# [Aim of the exercise]
In this data, count the lines in which "requests" appears and give only that number.

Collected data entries
——————
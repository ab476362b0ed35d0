//! Transaction assessment requests, results, and audit records.
//!
//! `TransactionRequest` is what the request-handling layer hands the engine.
//! `Assessment` is what it gets back. `AuditRecord` is what gets written to
//! the audit trail: one per decision or OTP state change.

use chrono::{DateTime, Utc};
use serde::{Deserialize, Serialize};

use crate::{
    error::{SentinelError, SentinelResult},
    liveness::{ChallengePhrase, LivenessResult},
    risk::{RecommendedAction, RiskVerdict},
    signal::StressSignal,
};

/// Unique identifier for one assessment.
#[derive(Debug, Clone, PartialEq, Eq, Hash, Serialize, Deserialize)]
pub struct AssessmentId(pub uuid::Uuid);

impl AssessmentId {
    pub fn new() -> Self {
        Self(uuid::Uuid::new_v4())
    }
}

impl Default for AssessmentId {
    fn default() -> Self {
        Self::new()
    }
}

/// An inbound transfer to authenticate.
#[derive(Debug, Clone, Serialize, Deserialize)]
pub struct TransactionRequest {
    /// Text from the speech-to-text collaborator. Untrusted.
    pub transcript: String,
    /// The phrase issued for this attempt.
    pub challenge: ChallengePhrase,
    /// Transfer amount in rupees.
    pub amount: f64,
    /// Recipient account, carried through to the audit trail only.
    #[serde(default)]
    pub recipient: Option<String>,
}

impl TransactionRequest {
    /// Reject requests that must never be scored.
    ///
    /// A blank transcript or challenge, or a negative / non-finite amount, is
    /// `InvalidInput`.
    pub fn validate(&self) -> SentinelResult<()> {
        if self.transcript.trim().is_empty() {
            return Err(SentinelError::invalid_input("transcript required"));
        }
        if self.challenge.is_blank() {
            return Err(SentinelError::invalid_input("challenge_phrase required"));
        }
        validate_amount(self.amount)
    }
}

/// Amounts must be finite and non-negative.
pub fn validate_amount(amount: f64) -> SentinelResult<()> {
    if !amount.is_finite() || amount < 0.0 {
        return Err(SentinelError::invalid_input(format!(
            "amount must be a finite, non-negative number (got {amount})"
        )));
    }
    Ok(())
}

/// The full decision for one `TransactionRequest`.
#[derive(Debug, Clone, Serialize, Deserialize)]
pub struct Assessment {
    pub assessment_id: AssessmentId,
    pub liveness: LivenessResult,
    pub stress: StressSignal,
    pub verdict: RiskVerdict,
    pub action: RecommendedAction,
    pub recommendations: Vec<String>,
    pub assessed_at: DateTime<Utc>,
}

/// The kinds of events the engine records.
#[derive(Debug, Clone, Copy, PartialEq, Eq, Serialize, Deserialize)]
#[serde(rename_all = "snake_case")]
pub enum AuditKind {
    TransactionAssessed,
    RiskEvaluated,
    ScamChecked,
    OtpIssued,
    OtpVerified,
    OtpRejected,
    OtpSwept,
}

/// An immutable record of one decision or OTP state change.
///
/// `detail` never contains an OTP code.
#[derive(Debug, Clone, Serialize, Deserialize)]
pub struct AuditRecord {
    pub kind: AuditKind,
    /// What the record is about: an assessment id, a session id, or `"*"`
    /// for table-wide events.
    pub subject: String,
    pub detail: serde_json::Value,
    pub timestamp: DateTime<Utc>,
}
——————
# [Result for this task]
2